▶ Required action
In the records below, find each line containing the word "const" and copy it.

▶ Provided information
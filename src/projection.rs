//! Perspective and orthographic projections, fixed at startup.

use glam::Mat4;

use crate::math::mat4_from_rows;

pub const DEFAULT_NEAR: f32 = 0.1;
pub const DEFAULT_FAR: f32 = 100.0;

/// Half extent of the orthographic view volume in world units.
pub const ORTHO_EXTENT: f32 = 3.0;

/// Which of the two precomputed projections is active.
#[derive(Debug, Clone, Copy, PartialEq, Eq, Default)]
pub enum ProjectionMode {
    #[default]
    Perspective,
    Orthographic,
}

impl ProjectionMode {
    pub fn toggled(self) -> Self {
        match self {
            ProjectionMode::Perspective => ProjectionMode::Orthographic,
            ProjectionMode::Orthographic => ProjectionMode::Perspective,
        }
    }

    pub fn name(self) -> &'static str {
        match self {
            ProjectionMode::Perspective => "Perspective",
            ProjectionMode::Orthographic => "Orthographic",
        }
    }
}

/// OpenGL-style perspective matrix (clip z in `[-w, w]`).
pub fn perspective(fov_degrees: f32, aspect_ratio: f32, near: f32, far: f32) -> Mat4 {
    let tan_half = (fov_degrees.to_radians() / 2.0).tan();
    mat4_from_rows([
        [1.0 / (aspect_ratio * tan_half), 0.0, 0.0, 0.0],
        [0.0, 1.0 / tan_half, 0.0, 0.0],
        [0.0, 0.0, -(far + near) / (far - near), -2.0 * far * near / (far - near)],
        [0.0, 0.0, -1.0, 0.0],
    ])
}

/// Orthographic matrix for a symmetric `[-ORTHO_EXTENT, ORTHO_EXTENT]` box.
pub fn orthographic(near: f32, far: f32) -> Mat4 {
    let (left, right) = (-ORTHO_EXTENT, ORTHO_EXTENT);
    let (bottom, top) = (-ORTHO_EXTENT, ORTHO_EXTENT);
    mat4_from_rows([
        [2.0 / (right - left), 0.0, 0.0, -(right + left) / (right - left)],
        [0.0, 2.0 / (top - bottom), 0.0, -(top + bottom) / (top - bottom)],
        [0.0, 0.0, -2.0 / (far - near), -(far + near) / (far - near)],
        [0.0, 0.0, 0.0, 1.0],
    ])
}

/// Both projection matrices plus the active selection.
#[derive(Debug, Clone)]
pub struct Projection {
    perspective: Mat4,
    orthographic: Mat4,
    mode: ProjectionMode,
}

impl Projection {
    /// Both matrices for a vertical field of view in degrees, with the
    /// default near and far planes.
    pub fn new(fov_degrees: f32, aspect_ratio: f32) -> Self {
        Self {
            perspective: perspective(fov_degrees, aspect_ratio, DEFAULT_NEAR, DEFAULT_FAR),
            orthographic: orthographic(DEFAULT_NEAR, DEFAULT_FAR),
            mode: ProjectionMode::Perspective,
        }
    }

    pub fn mode(&self) -> ProjectionMode {
        self.mode
    }

    pub fn set_mode(&mut self, mode: ProjectionMode) {
        self.mode = mode;
    }

    /// The matrix for the active mode.
    pub fn matrix(&self) -> Mat4 {
        match self.mode {
            ProjectionMode::Perspective => self.perspective,
            ProjectionMode::Orthographic => self.orthographic,
        }
    }

    pub fn perspective_matrix(&self) -> Mat4 {
        self.perspective
    }

    pub fn orthographic_matrix(&self) -> Mat4 {
        self.orthographic
    }
}

#[cfg(test)]
mod tests {
    use super::*;
    use crate::math::mat4_rows;
    use glam::Vec4;

    #[test]
    fn test_projection_is_deterministic() {
        let a = Projection::new(54.0, 1.0);
        let b = Projection::new(54.0, 1.0);
        let bits = |m: Mat4| m.to_cols_array().map(f32::to_bits);
        assert_eq!(bits(a.perspective_matrix()), bits(b.perspective_matrix()));
        assert_eq!(bits(a.orthographic_matrix()), bits(b.orthographic_matrix()));
    }

    #[test]
    fn test_perspective_layout() {
        let m = perspective(90.0, 2.0, 0.1, 100.0);
        let rows = mat4_rows(&m);
        assert!((rows[0][0] - 0.5).abs() < 1e-6);
        assert!((rows[1][1] - 1.0).abs() < 1e-6);
        assert_eq!(rows[3], [0.0, 0.0, -1.0, 0.0]);
    }

    #[test]
    fn test_perspective_maps_planes_to_unit_depth() {
        let m = perspective(54.0, 1.0, 0.1, 100.0);
        let near = m * Vec4::new(0.0, 0.0, -0.1, 1.0);
        let far = m * Vec4::new(0.0, 0.0, -100.0, 1.0);
        assert!((near.z / near.w + 1.0).abs() < 1e-4);
        assert!((far.z / far.w - 1.0).abs() < 1e-4);
    }

    #[test]
    fn test_orthographic_maps_box_corners() {
        let m = orthographic(0.1, 100.0);
        let p = m * Vec4::new(3.0, -3.0, -0.1, 1.0);
        assert!((p.x - 1.0).abs() < 1e-6);
        assert!((p.y + 1.0).abs() < 1e-6);
        assert!((p.z + 1.0).abs() < 1e-5);
    }

    #[test]
    fn test_mode_selects_matrix() {
        let mut projection = Projection::new(54.0, 1.0);
        assert_eq!(projection.matrix(), projection.perspective_matrix());
        projection.set_mode(projection.mode().toggled());
        assert_eq!(projection.mode(), ProjectionMode::Orthographic);
        assert_eq!(projection.matrix(), projection.orthographic_matrix());
    }
}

▶ Completed exercise
pub const DEFAULT_NEAR: f32 = 0.1;
pub const DEFAULT_FAR: f32 = 100.0;
pub const ORTHO_EXTENT: f32 = 3.0;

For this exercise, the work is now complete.